=== Task ===
Report how many lines in the data below hold "StockPriceTool", with no other words.

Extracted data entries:
▼▼▼

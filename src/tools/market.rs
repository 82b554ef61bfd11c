//! Market data provider and the quote tools built on it

use std::sync::Arc;
use std::time::Duration;

use async_trait::async_trait;
use reqwest::{Client, StatusCode};
use serde::{Deserialize, Serialize};
use serde_json::{json, Value};
use tracing::{debug, error, warn};

use super::{group_thousands, require_str, validate_ticker, Tool};
use crate::error::AdvisorError;
use crate::models::{ToolInput, ToolOutput};
use crate::Result;

const USER_AGENT: &str = "Mozilla/5.0 (compatible; financial-advisor-assistant/0.1)";

#[derive(Debug, Clone, Default, Serialize, Deserialize, PartialEq)]
pub struct CompanyProfile {
    pub name: Option<String>,
    pub sector: Option<String>,
    pub market_cap: Option<u64>,
    pub summary: Option<String>,
}

/// Live quote lookups. `Ok(None)` means the service answered but had no data.
#[async_trait]
pub trait MarketDataProvider: Send + Sync {
    async fn current_price(&self, ticker: &str) -> Result<Option<f64>>;
    async fn company_profile(&self, ticker: &str) -> Result<Option<CompanyProfile>>;
}

// =============================
// Yahoo Finance HTTP client
// =============================

#[derive(Clone)]
pub struct YahooFinanceClient {
    client: Client,
    base_url: String,
}

impl YahooFinanceClient {
    pub fn new(base_url: &str) -> Result<Self> {
        let client = Client::builder()
            .user_agent(USER_AGENT)
            .pool_idle_timeout(Duration::from_secs(60))
            .pool_max_idle_per_host(8)
            .timeout(Duration::from_secs(30))
            .build()?;

        Ok(Self {
            client,
            base_url: base_url.trim_end_matches('/').to_string(),
        })
    }

    /// GET a JSON document; 404 maps to `None`.
    async fn get_json(&self, path: &str) -> Result<Option<Value>> {
        let url = format!("{}{}", self.base_url, path);

        let response = self.client.get(&url).send().await.map_err(|e| {
            error!("Market data request to {} failed: {}", path, e);
            AdvisorError::NetworkError(format!("Market data request failed: {}", e))
        })?;

        let status = response.status();
        if status == StatusCode::NOT_FOUND {
            return Ok(None);
        }
        if !status.is_success() {
            return Err(AdvisorError::NetworkError(format!(
                "Market data service returned {} for {}",
                status, path
            )));
        }

        Ok(Some(response.json::<Value>().await?))
    }
}

#[async_trait]
impl MarketDataProvider for YahooFinanceClient {
    async fn current_price(&self, ticker: &str) -> Result<Option<f64>> {
        let path = format!("/v8/finance/chart/{}?interval=1d&range=1d", ticker);
        Ok(self.get_json(&path).await?.and_then(|body| parse_chart_price(&body)))
    }

    async fn company_profile(&self, ticker: &str) -> Result<Option<CompanyProfile>> {
        let path = format!(
            "/v10/finance/quoteSummary/{}?modules=assetProfile,price",
            ticker
        );
        Ok(self.get_json(&path).await?.and_then(|body| parse_quote_summary(&body)))
    }
}

fn parse_chart_price(body: &Value) -> Option<f64> {
    body.pointer("/chart/result/0/meta/regularMarketPrice")
        .and_then(Value::as_f64)
}

fn parse_quote_summary(body: &Value) -> Option<CompanyProfile> {
    let result = body.pointer("/quoteSummary/result/0")?;
    let text = |pointer: &str| {
        result
            .pointer(pointer)
            .and_then(Value::as_str)
            .map(str::to_string)
    };

    Some(CompanyProfile {
        name: text("/price/longName").or_else(|| text("/price/shortName")),
        sector: text("/assetProfile/sector"),
        market_cap: result
            .pointer("/price/marketCap/raw")
            .or_else(|| result.pointer("/price/marketCap"))
            .and_then(Value::as_u64),
        summary: text("/assetProfile/longBusinessSummary"),
    })
}

// =============================
// Tools
// =============================

fn ticker_schema() -> Value {
    json!({
        "type": "object",
        "properties": {
            "ticker": {"type": "string", "description": "Stock ticker symbol, e.g. AAPL"}
        },
        "required": ["ticker"]
    })
}

pub struct StockPriceTool {
    market: Arc<dyn MarketDataProvider>,
}

impl StockPriceTool {
    pub fn new(market: Arc<dyn MarketDataProvider>) -> Self {
        Self { market }
    }
}

#[async_trait]
impl Tool for StockPriceTool {
    fn name(&self) -> &'static str {
        "get_current_stock_price"
    }

    fn description(&self) -> &'static str {
        "Fetches the current stock price for a given ticker symbol."
    }

    fn parameters(&self) -> Value {
        ticker_schema()
    }

    async fn execute(&self, input: &ToolInput) -> Result<ToolOutput> {
        let ticker = require_str(input, "ticker")?;
        validate_ticker(&ticker)?;

        let price = self.market.current_price(&ticker).await.map_err(|e| {
            warn!(ticker = %ticker, error = %e, "Stock price lookup failed");
            AdvisorError::NetworkError(format!("Error fetching stock price for {}.", ticker))
        })?;

        match price {
            Some(price) if price > 0.0 => Ok(ToolOutput {
                data: json!({"ticker": ticker, "price": price}),
                text: format!("The current price of {} is ${:.2}.", ticker, price),
            }),
            _ => Err(AdvisorError::NotFound(format!(
                "Could not retrieve the current price for {}.",
                ticker
            ))),
        }
    }
}

pub struct CompanyInfoTool {
    market: Arc<dyn MarketDataProvider>,
}

impl CompanyInfoTool {
    pub fn new(market: Arc<dyn MarketDataProvider>) -> Self {
        Self { market }
    }
}

#[async_trait]
impl Tool for CompanyInfoTool {
    fn name(&self) -> &'static str {
        "get_company_info"
    }

    fn description(&self) -> &'static str {
        "Provides a summary of a company's business for a given ticker symbol."
    }

    fn parameters(&self) -> Value {
        ticker_schema()
    }

    async fn execute(&self, input: &ToolInput) -> Result<ToolOutput> {
        let ticker = require_str(input, "ticker")?;
        validate_ticker(&ticker)?;

        let profile = self.market.company_profile(&ticker).await.map_err(|e| {
            warn!(ticker = %ticker, error = %e, "Company profile lookup failed");
            AdvisorError::NetworkError(format!("Error fetching company info for {}.", ticker))
        })?;

        let Some(profile) = profile.filter(|p| {
            p.summary
                .as_deref()
                .is_some_and(|summary| !summary.trim().is_empty())
        }) else {
            return Err(AdvisorError::NotFound(format!(
                "No detailed information for ticker {}.",
                ticker
            )));
        };

        debug!(ticker = %ticker, "Fetched company profile");
        let text = render_profile(&ticker, &profile);

        Ok(ToolOutput {
            data: serde_json::to_value(&profile)?,
            text,
        })
    }
}

fn render_profile(ticker: &str, profile: &CompanyProfile) -> String {
    format!(
        "**{} ({})**\n**Sector:** {}\n**Market Cap:** ${}\n\n**Business Summary:**\n{}",
        profile.name.as_deref().unwrap_or(ticker),
        ticker,
        profile.sector.as_deref().unwrap_or("N/A"),
        group_thousands(&profile.market_cap.unwrap_or(0).to_string()),
        profile.summary.as_deref().unwrap_or("N/A"),
    )
}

▲▲▲

=== Task response ===
3